Friendship wise, I went out with a gf who has a baby now, but I found out she's not all that responsible and I don't want to be around someone that might put me in a situation that I don't want to be around. Another -x- friend....is an x friend because we went out dancing and she saw some guy she knew and he was with a friend and the friend tried to kiss me which didnt work, well i told my bf about it to be honest with him and because she was there and feels she's "a bad influence." I had to pick him or her. I lost that friendship..I didnt put my foot down, and it wasn't my friends fault, I handled it but now he just doesnt trust my friend...... Another friend ditched me in a very messed up way......
Another friend who I thought was a good friend ends up blabbing her mouth to everyone, I cant tell her anything let alone anything in confidence because she goes and tells someone else, I jus't can't trust the girl. One of my best friends is really great, but when she has problems, its like that's all that matters and she'll talk a mile a minute about her problems, dumping it on me, stressing me out trying to give her good advice that she doesn't take anyway.
Im just so alone outside our relationship. Aren't you supposed to have your own identity outside of a relationship. I feel so depressed over not having real friends. I cant seem to make friends with the right people....I feel now that I can't really trust people or open up to them. It hurts. & even when I do, he sometimes gives me a hard time. not all the time, it always depends on what im doing but he just has a hard time when I go out. I have been harrassed by people and he has reason to worry, but I wonder if it's more of a controlling thing then a protective thing, I mean I am a grown up woman.

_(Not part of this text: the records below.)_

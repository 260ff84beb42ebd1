//! Bottom-up conversion of the labeled parse tree into the document tree.
//!
//! Children are converted before their parent, so every builder receives
//! already-typed [`Value`]s and picks out the ones its label may contain.
//! Anything else is reported as [`SemanticError::UnexpectedNode`].

use capriccio_grammar::Matched;

use crate::errors::SemanticError;
use crate::grammar::GherkinLabel;
use crate::keyword::StepKeyword;
use crate::model::{
    EXAMPLE_TAGS_KEY, Example, Feature, Scenario, ScenarioOutline, ScenarioSimple, Step, Tag,
};

/// Output of one parse-tree value.
#[derive(Debug)]
enum Value {
    Text(String),
    Name(String),
    Description(String),
    Tag(Tag),
    Step(Step),
    ExampleKeys(Vec<String>),
    ExampleValues(Vec<String>),
    Examples(Vec<Example>),
    Scenario(Scenario),
    Feature(Feature),
}

impl Value {
    fn describe(&self) -> &'static str {
        match self {
            Self::Text(_) => "text",
            Self::Name(_) => "name",
            Self::Description(_) => "description",
            Self::Tag(_) => "tag",
            Self::Step(_) => "step",
            Self::ExampleKeys(_) => "example header row",
            Self::ExampleValues(_) => "example data rows",
            Self::Examples(_) => "examples block",
            Self::Scenario(_) => "scenario",
            Self::Feature(_) => "feature",
        }
    }
}

fn unexpected(parent: GherkinLabel, value: &Value) -> SemanticError {
    SemanticError::UnexpectedNode {
        parent,
        child: value.describe(),
    }
}

/// Tags, name and description shared by every block header.
struct Heading {
    tags: Vec<Tag>,
    name: String,
    description: Option<String>,
}

impl Heading {
    /// Take the heading values out of `values`, returning the rest in order.
    fn split(parent: GherkinLabel, values: Vec<Value>) -> Result<(Self, Vec<Value>), SemanticError> {
        let mut tags = Vec::new();
        let mut name = None;
        let mut description = None;
        let mut rest = Vec::new();
        for value in values {
            match value {
                Value::Tag(tag) => tags.push(tag),
                Value::Name(text) if name.is_none() => name = Some(text),
                Value::Description(text) if description.is_none() => description = Some(text),
                other => rest.push(other),
            }
        }
        let name = name.ok_or(SemanticError::UnexpectedNode {
            parent,
            child: "header without a name",
        })?;
        Ok((
            Self {
                tags,
                name,
                description,
            },
            rest,
        ))
    }
}

/// State of one transform pass.
///
/// The only carried state is the most recent non-empty Examples header seen
/// inside the current Scenario Outline. It is cleared when an outline starts
/// and when it finishes, so it never reaches a sibling outline or another
/// parse.
#[derive(Debug, Default)]
pub(crate) struct TransformContext {
    last_example_keys: Option<Vec<String>>,
}

impl TransformContext {
    /// Convert the engine output for the root rule into a [`Feature`].
    pub(crate) fn build_feature(
        &mut self,
        tree: Vec<Matched<GherkinLabel>>,
    ) -> Result<Feature, SemanticError> {
        let mut values = tree
            .into_iter()
            .map(|value| self.transform(value))
            .collect::<Result<Vec<_>, _>>()?;
        match (values.pop(), values.is_empty()) {
            (Some(Value::Feature(feature)), true) => Ok(feature),
            (Some(other), _) => Err(unexpected(GherkinLabel::Feature, &other)),
            (None, _) => Err(SemanticError::UnexpectedNode {
                parent: GherkinLabel::Feature,
                child: "empty document",
            }),
        }
    }

    fn transform(&mut self, value: Matched<GherkinLabel>) -> Result<Value, SemanticError> {
        let (label, children) = match value {
            Matched::Text(text) => return Ok(Value::Text(text)),
            Matched::Node { label, children } => (label, children),
        };
        if label == GherkinLabel::ScenarioOutline {
            self.last_example_keys = None;
        }
        let values = children
            .into_iter()
            .map(|child| self.transform(child))
            .collect::<Result<Vec<_>, _>>()?;
        match label {
            GherkinLabel::Tag => single_text(label, values).map(|text| Value::Tag(Tag::new(&text))),
            GherkinLabel::Name => {
                single_text(label, values).map(|text| Value::Name(text.trim().to_owned()))
            }
            GherkinLabel::Description => single_text(label, values)
                .map(|text| Value::Description(text.trim().to_owned())),
            GherkinLabel::Step => build_step(values).map(Value::Step),
            GherkinLabel::ExampleKeys => cells(label, values).map(Value::ExampleKeys),
            GherkinLabel::ExampleValues => cells(label, values).map(Value::ExampleValues),
            GherkinLabel::Examples => self.build_examples(values).map(Value::Examples),
            GherkinLabel::Scenario => build_scenario(values).map(Value::Scenario),
            GherkinLabel::ScenarioOutline => {
                let outline = build_outline(values);
                self.last_example_keys = None;
                outline.map(Value::Scenario)
            }
            GherkinLabel::Feature => build_feature(values).map(Value::Feature),
        }
    }

    /// Expand one Examples block into one [`Example`] per data row.
    ///
    /// An empty header row reuses the last non-empty header of the same
    /// outline. Without any usable header the block yields no examples.
    fn build_examples(&mut self, values: Vec<Value>) -> Result<Vec<Example>, SemanticError> {
        let mut tags = Vec::new();
        let mut keys = Vec::new();
        let mut cells = Vec::new();
        for value in values {
            match value {
                Value::Tag(tag) => tags.push(tag),
                Value::ExampleKeys(row) => keys = row,
                Value::ExampleValues(rows) => cells = rows,
                other => return Err(unexpected(GherkinLabel::Examples, &other)),
            }
        }

        if keys.is_empty() {
            let Some(inherited) = self.last_example_keys.clone() else {
                log::warn!(
                    "Examples block has an empty header and no earlier header to reuse; \
                     its {} cell(s) are ignored",
                    cells.len()
                );
                return Ok(Vec::new());
            };
            keys = inherited;
        } else {
            ensure_unique_columns(&keys)?;
            self.last_example_keys = Some(keys.clone());
        }

        let block_tags = render_example_tags(&tags);
        Ok(cells
            .chunks(keys.len())
            .map(|row| Example::new(&keys, row, &block_tags))
            .collect())
    }
}

fn single_text(parent: GherkinLabel, values: Vec<Value>) -> Result<String, SemanticError> {
    let mut values = values.into_iter();
    match (values.next(), values.next()) {
        (Some(Value::Text(text)), None) => Ok(text),
        (Some(Value::Text(_)), Some(other)) | (Some(other), _) => Err(unexpected(parent, &other)),
        (None, _) => Err(SemanticError::UnexpectedNode {
            parent,
            child: "missing text",
        }),
    }
}

fn cells(parent: GherkinLabel, values: Vec<Value>) -> Result<Vec<String>, SemanticError> {
    values
        .into_iter()
        .map(|value| match value {
            Value::Text(text) => Ok(text.trim().to_owned()),
            other => Err(unexpected(parent, &other)),
        })
        .collect()
}

fn build_step(values: Vec<Value>) -> Result<Step, SemanticError> {
    let mut values = values.into_iter();
    match (values.next(), values.next(), values.next()) {
        (Some(Value::Text(keyword)), Some(Value::Text(text)), None) => {
            let keyword = keyword
                .parse::<StepKeyword>()
                .map_err(|err| SemanticError::UnknownStepKeyword(err.0))?;
            Ok(Step {
                keyword,
                text: text.trim().to_owned(),
            })
        }
        (_, _, Some(other)) | (_, Some(other), _) | (Some(other), _, _) => {
            Err(unexpected(GherkinLabel::Step, &other))
        }
        (None, _, _) => Err(SemanticError::UnexpectedNode {
            parent: GherkinLabel::Step,
            child: "missing keyword",
        }),
    }
}

fn collect_steps(parent: GherkinLabel, values: Vec<Value>) -> Result<Vec<Step>, SemanticError> {
    values
        .into_iter()
        .map(|value| match value {
            Value::Step(step) => Ok(step),
            other => Err(unexpected(parent, &other)),
        })
        .collect()
}

fn build_scenario(values: Vec<Value>) -> Result<Scenario, SemanticError> {
    let (heading, rest) = Heading::split(GherkinLabel::Scenario, values)?;
    let steps = collect_steps(GherkinLabel::Scenario, rest)?;
    Ok(Scenario::Simple(ScenarioSimple {
        name: heading.name,
        description: heading.description,
        steps,
        tags: heading.tags,
    }))
}

fn build_outline(values: Vec<Value>) -> Result<Scenario, SemanticError> {
    let (heading, rest) = Heading::split(GherkinLabel::ScenarioOutline, values)?;
    let mut steps = Vec::new();
    let mut examples = Vec::new();
    for value in rest {
        match value {
            Value::Step(step) => steps.push(step),
            Value::Examples(block) => examples.extend(block),
            other => return Err(unexpected(GherkinLabel::ScenarioOutline, &other)),
        }
    }
    Ok(Scenario::Outline(ScenarioOutline {
        name: heading.name,
        description: heading.description,
        steps,
        examples,
        tags: heading.tags,
    }))
}

fn build_feature(values: Vec<Value>) -> Result<Feature, SemanticError> {
    let (heading, rest) = Heading::split(GherkinLabel::Feature, values)?;
    let scenarios = rest
        .into_iter()
        .map(|value| match value {
            Value::Scenario(scenario) => Ok(scenario.inherit_tags(&heading.tags)),
            other => Err(unexpected(GherkinLabel::Feature, &other)),
        })
        .collect::<Result<Vec<_>, _>>()?;
    Ok(Feature {
        name: heading.name,
        description: heading.description,
        scenarios,
        tags: heading.tags,
    })
}

fn ensure_unique_columns(keys: &[String]) -> Result<(), SemanticError> {
    for (index, key) in keys.iter().enumerate() {
        let repeated = keys.iter().take(index).any(|earlier| earlier == key);
        if repeated || key == EXAMPLE_TAGS_KEY {
            return Err(SemanticError::DuplicateExampleColumn(key.clone()));
        }
    }
    Ok(())
}

/// `[smoke, slow]` renders as `"smoke @slow"`.
fn render_example_tags(tags: &[Tag]) -> String {
    tags.iter()
        .map(|tag| tag.name.as_str())
        .collect::<Vec<_>>()
        .join(" @")
}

Our relationship might be hard to understand, we don't give up on eachother very easily. Any problem we have we always work through, we have a very deep connection. I feel while we're working it out we're growing as a couple and we are stronger than ever. I might complain about him alot but the truth is I love him and am willing to work things out, and work with him on changing certain behaviors. We're not perfect but we work at it and its worked for us, now I know the controlling part is not okay and I worry about getting too isolated......I feel like I almost have no friends. it really hurts alot.. its sad..i hate complaining and I dont want pity I just want to have friendships........real ones...that are strong...I'm so confused and depressed. Do I just walk away and say this is what Im doing with someone who might or might not really be a good friend...I dont know...I dont know who to trust, I don't want to be hurt anymore.
Any response would be great. Thank you. & thanks for reading the whole thing:)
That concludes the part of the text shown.